A second transplant need not always be performed in tandem. The second transplant can be delayed until progression and becomes a useful salvage strategy. The second ASCT in relapsed MM can be associated with superior OS and PFS compared with CC if the response duration from the first transplant is at least 12 – 24 months Citation[32]. A single trial conducted prior to the availability of novel agents provides the only Phase III data comparing ‘early’ upfront ASCT versus ‘late’ ASCT at disease progression/relapse, with comparable OS noted in both groups Citation[33]. Analyses of the randomized trial, conducted by Rajkumar et al., which compared lenalidomide in combination with high-dose or low-dose dexamethasone as initial therapy, showed that patients choosing ASCT after 4 cycles of therapy had a better 3-year OS than patients choosing to continue initial therapy Citation[34]. In the recently published randomized trial by Palumbo et al. Citation[9], the results suggest that upfront ASCT improves both PFS and OS compared to the arm without HDM.

Further ongoing randomized trials comparing upfront ASCT with new drugs without high-dose therapy will provide a definitive answer to the question if, with modern induction regimens, ASCT can add benefit. It is possible that some subgroups of patients may need early frontline ASCT, whereas in some other patients the procedure may be postponed. It is also true that an appropriate follow up is needed before any conclusion.

The fifth point is the definition of ‘transplantation eligible’. Patients treated are often older than the ones included in the published trials, and based on the increasing number of patients aged over 65 years who undergo ASCT, the performance status and comorbidities should be considered as factors defining transplantation eligibility rather than age Citation14, Citation35.

The sixth issue of debate is the role of consolidation and maintenance in the treatment of MM. Consolidation/maintenance therapy with IMiDs and proteasome inhibitors is a reasonable option for long-term disease control and improvement in OS, although no agent has been approved by the European Medicines Agency for this use. Regardless of the agent that we choose, there must be a risk–benefit discussion. The risk of side effects must be considered with the use of lenalidomide, and an increased risk of second primary malignancies has been reported with long-term exposure, which appears associated with its use in conjunction with melphalan Citation[36]. Toxicities must be considered with long-term use of bortezomib, but the risk of peripheral neuropathy may be lessened with the use of subcutaneous administration.
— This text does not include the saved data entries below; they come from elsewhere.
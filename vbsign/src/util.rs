// SPDX-FileCopyrightText: 2023-2025 Andrew Gunnerson
// SPDX-License-Identifier: GPL-3.0-only

use std::{
    ffi::OsStr,
    fmt,
    path::Path,
};

use bstr::ByteSlice;

/// A small wrapper to format a number as a size in bytes.
#[derive(Clone, Copy)]
pub struct NumBytes(pub u64);

impl fmt::Debug for NumBytes {
    fn fmt(&self, f: &mut fmt::Formatter<'_>) -> fmt::Result {
        if self.0 == 1 {
            write!(f, "<{} byte>", self.0)
        } else {
            write!(f, "<{} bytes>", self.0)
        }
    }
}

/// A string that is formatted with [`fmt::Debug`] when the value it was
/// created from is only useful for debugging (eg. a [`std::process::Command`]).
#[derive(Clone, PartialEq, Eq)]
pub struct DebugString(String);

impl DebugString {
    pub fn new(value: impl fmt::Debug) -> Self {
        Self(format!("{value:?}"))
    }
}

impl fmt::Debug for DebugString {
    fn fmt(&self, f: &mut fmt::Formatter<'_>) -> fmt::Result {
        f.write_str(&self.0)
    }
}

/// Return the bytes of a fixed-width, possibly NULL-terminated string field up
/// to (but not including) the first NULL byte.
pub fn until_nul(buf: &[u8]) -> &[u8] {
    match buf.find_byte(0) {
        Some(n) => &buf[..n],
        None => buf,
    }
}

/// Get the non-empty parent of a path. If the path has no parent in the string,
/// then `.` is returned. This does not perform any filesystem operations.
pub fn parent_path(path: &Path) -> &Path {
    if let Some(parent) = path.parent() {
        if !parent.as_os_str().is_empty() {
            return parent;
        }
    }

    Path::new(".")
}

/// Check that a name refers to a single path component and thus cannot cause
/// directory traversals.
pub fn is_safe_file_name(name: &str) -> bool {
    !name.is_empty() && Path::new(name).file_name() == Some(OsStr::new(name))
}
// SPDX-FileCopyrightText: 2023-2025 Andrew Gunnerson
// SPDX-License-Identifier: GPL-3.0-only

use std::{fmt, mem};

use bstr::ByteSlice;
use memchr::memmem;
use thiserror::Error;
use tracing::debug;
use zerocopy::{FromBytes, IntoBytes, byteorder::little_endian};
use zerocopy_derive::{FromBytes, Immutable, IntoBytes, KnownLayout, Unaligned};

use crate::util;

/// Magic value for [`RawHeader::signature`].
pub const SIGNATURE: &[u8; 8] = b"__FMAP__";

/// Supported major version.
pub const MAJOR_VERSION: u8 = 1;
/// Minor version used when writing.
pub const MINOR_VERSION: u8 = 1;

/// Size of the fixed-width name fields.
pub const NAME_LEN: usize = 32;

#[derive(Debug, Error)]
pub enum Error {
    #[error("FMAP signature not found")]
    NotFound,
    #[error("Invalid FMAP signature: {:?}", .0.as_bstr())]
    InvalidSignature([u8; 8]),
    #[error("Unsupported FMAP major version: {0}")]
    UnsupportedMajorVersion(u8),
    #[error("FMAP header is truncated")]
    HeaderTruncated,
    #[error("FMAP area table ({0} areas) is truncated")]
    AreasTruncated(u16),
    #[error("Name too long ({0} > {NAME_LEN} bytes): {1:?}")]
    NameTooLong(usize, String),
    #[error("Too many areas: {0}")]
    TooManyAreas(usize),
}

type Result<T> = std::result::Result<T, Error>;

/// Raw on-disk layout for the FMAP header.
#[derive(Clone, Copy, FromBytes, IntoBytes, KnownLayout, Immutable, Unaligned)]
#[repr(C, packed)]
struct RawHeader {
    /// Magic value. This should be equal to [`SIGNATURE`].
    signature: [u8; 8],
    /// Major version. Only [`MAJOR_VERSION`] is supported.
    ver_major: u8,
    ver_minor: u8,
    /// Address of the flash the image is mapped to.
    base: little_endian::U64,
    /// Size of the flash in bytes.
    size: little_endian::U32,
    /// NULL-padded name.
    name: [u8; NAME_LEN],
    /// Number of [`RawArea`] entries that immediately follow the header.
    nareas: little_endian::U16,
}

impl fmt::Debug for RawHeader {
    fn fmt(&self, f: &mut fmt::Formatter<'_>) -> fmt::Result {
        f.debug_struct("RawHeader")
            .field("signature", &self.signature.as_bstr())
            .field("ver_major", &self.ver_major)
            .field("ver_minor", &self.ver_minor)
            .field("base", &format_args!("{:#x}", self.base.get()))
            .field("size", &self.size.get())
            .field("name", &util::until_nul(&self.name).as_bstr())
            .field("nareas", &self.nareas.get())
            .finish()
    }
}

/// Raw on-disk layout for an area entry.
#[derive(Clone, Copy, FromBytes, IntoBytes, KnownLayout, Immutable, Unaligned)]
#[repr(C, packed)]
struct RawArea {
    /// Offset relative to the start of the image.
    offset: little_endian::U32,
    size: little_endian::U32,
    /// NULL-padded name.
    name: [u8; NAME_LEN],
    flags: little_endian::U16,
}

fn pad_name(name: &str) -> Result<[u8; NAME_LEN]> {
    let bytes = name.as_bytes();
    if bytes.len() > NAME_LEN {
        return Err(Error::NameTooLong(bytes.len(), name.to_owned()));
    }

    let mut result = [0u8; NAME_LEN];
    result[..bytes.len()].copy_from_slice(bytes);

    Ok(result)
}

/// A named region of the image.
#[derive(Clone, Copy, PartialEq, Eq)]
pub struct FmapArea {
    pub offset: u32,
    pub size: u32,
    pub name: [u8; NAME_LEN],
    pub flags: u16,
}

impl fmt::Debug for FmapArea {
    fn fmt(&self, f: &mut fmt::Formatter<'_>) -> fmt::Result {
        f.debug_struct("FmapArea")
            .field("offset", &format_args!("{:#x}", self.offset))
            .field("size", &format_args!("{:#x}", self.size))
            .field("name", &self.display_name())
            .field("flags", &self.flags)
            .finish()
    }
}

impl FmapArea {
    pub fn new(name: &str, offset: u32, size: u32) -> Result<Self> {
        Ok(Self {
            offset,
            size,
            name: pad_name(name)?,
            flags: 0,
        })
    }

    /// Compare the full fixed-width name field against `name`. Bytes after the
    /// first NULL terminator must be zero for the names to match.
    pub fn name_matches(&self, name: &str) -> bool {
        match pad_name(name) {
            Ok(padded) => padded == self.name,
            Err(_) => false,
        }
    }

    /// Name for display purposes only. Anything after the first NULL byte is
    /// ignored.
    pub fn display_name(&self) -> String {
        util::until_nul(&self.name).to_str_lossy().into_owned()
    }

    /// Exclusive end offset or [`None`] if it overflows.
    pub fn end(&self) -> Option<u64> {
        u64::from(self.offset).checked_add(u64::from(self.size))
    }
}

#[derive(Clone, PartialEq, Eq)]
pub struct Fmap {
    pub ver_major: u8,
    pub ver_minor: u8,
    pub base: u64,
    pub size: u32,
    pub name: [u8; NAME_LEN],
    pub areas: Vec<FmapArea>,
}

impl fmt::Debug for Fmap {
    fn fmt(&self, f: &mut fmt::Formatter<'_>) -> fmt::Result {
        f.debug_struct("Fmap")
            .field("ver_major", &self.ver_major)
            .field("ver_minor", &self.ver_minor)
            .field("base", &format_args!("{:#x}", self.base))
            .field("size", &format_args!("{:#x}", self.size))
            .field("name", &util::until_nul(&self.name).as_bstr())
            .field("areas", &self.areas)
            .finish()
    }
}

impl Fmap {
    pub fn new(name: &str, size: u32) -> Result<Self> {
        Ok(Self {
            ver_major: MAJOR_VERSION,
            ver_minor: MINOR_VERSION,
            base: 0,
            size,
            name: pad_name(name)?,
            areas: vec![],
        })
    }

    /// Parse an FMAP that starts at the beginning of `data`.
    pub fn parse(data: &[u8]) -> Result<Self> {
        let (header, rest) = RawHeader::ref_from_prefix(data).map_err(|_| Error::HeaderTruncated)?;

        if &header.signature != SIGNATURE {
            return Err(Error::InvalidSignature(header.signature));
        } else if header.ver_major != MAJOR_VERSION {
            return Err(Error::UnsupportedMajorVersion(header.ver_major));
        }

        let nareas = header.nareas.get();
        let (raw_areas, _) = <[RawArea]>::ref_from_prefix_with_elems(rest, nareas.into())
            .map_err(|_| Error::AreasTruncated(nareas))?;

        let areas = raw_areas
            .iter()
            .map(|a| FmapArea {
                offset: a.offset.get(),
                size: a.size.get(),
                name: a.name,
                flags: a.flags.get(),
            })
            .collect();

        Ok(Self {
            ver_major: header.ver_major,
            ver_minor: header.ver_minor,
            base: header.base.get(),
            size: header.size.get(),
            name: header.name,
            areas,
        })
    }

    /// Scan `data` for the first valid FMAP. Returns the offset of the header
    /// and the parsed table. Candidates with an unsupported version or a
    /// truncated area table are skipped.
    pub fn find(data: &[u8]) -> Result<(usize, Self)> {
        for offset in memmem::find_iter(data, SIGNATURE) {
            match Self::parse(&data[offset..]) {
                Ok(fmap) => return Ok((offset, fmap)),
                Err(e) => {
                    debug!("Skipping FMAP candidate at {offset:#x}: {e}");
                }
            }
        }

        Err(Error::NotFound)
    }

    /// Find an area by its exact name.
    pub fn area(&self, name: &str) -> Option<&FmapArea> {
        self.areas.iter().find(|a| a.name_matches(name))
    }

    /// Serialized size of the header and area table.
    pub fn encoded_len(&self) -> usize {
        mem::size_of::<RawHeader>() + self.areas.len() * mem::size_of::<RawArea>()
    }

    pub fn to_bytes(&self) -> Result<Vec<u8>> {
        let nareas =
            u16::try_from(self.areas.len()).map_err(|_| Error::TooManyAreas(self.areas.len()))?;

        let header = RawHeader {
            signature: *SIGNATURE,
            ver_major: self.ver_major,
            ver_minor: self.ver_minor,
            base: self.base.into(),
            size: self.size.into(),
            name: self.name,
            nareas: nareas.into(),
        };

        let mut result = Vec::with_capacity(self.encoded_len());
        result.extend_from_slice(header.as_bytes());

        for area in &self.areas {
            let raw = RawArea {
                offset: area.offset.into(),
                size: area.size.into(),
                name: area.name,
                flags: area.flags.into(),
            };
            result.extend_from_slice(raw.as_bytes());
        }

        Ok(result)
    }
}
Peripheral neuropathy, thromboembolic and hematologic side effects must be considered with the use of thalidomide, and, in patients with selective adverse molecular cytogenetic lesions determined by interphase fluorescence in situ hybridization (FISH), thalidomide should not be used as maintenance therapy Citation[37].

The last issue to consider is that not all MM are the same. We know that we can risk-stratify the malignancy based on very basic demographics and variables such as the free light chain assay, cytogenetic or FISH markers that can help us identify differences in the structural and functional manifestations of the disease and those indices translate into differences in clinical outcomes. Induction and HDC are good approaches for achieving CR, and in high-risk patients we need to consider maintaining these CRs. In standard-risk patients, maintenance therapy may also improve not only the duration of a response but also OS.

In conclusion, new agents and new drug combinations with ASCT have improved our ability to obtain rapid control of a patient’s disease. The critical issues associated with ASCT in MM are summarized in . Using our best strategies upfront may convert MM into a much more indolent and chronic disease.

Table 2. High-dose chemotherapy with autologous stem cell transplantation strategy in multiple myeloma: open questions.

Declaration of interest

The authors have no relevant affiliations or financial involvement with any organization or entity with a financial interest in or financial conflict with the subject matter or materials discussed in the manuscript. This includes employment, consultancies, honoraria, stock ownership or options, expert testimony, grants or patents, received or pending, or royalties.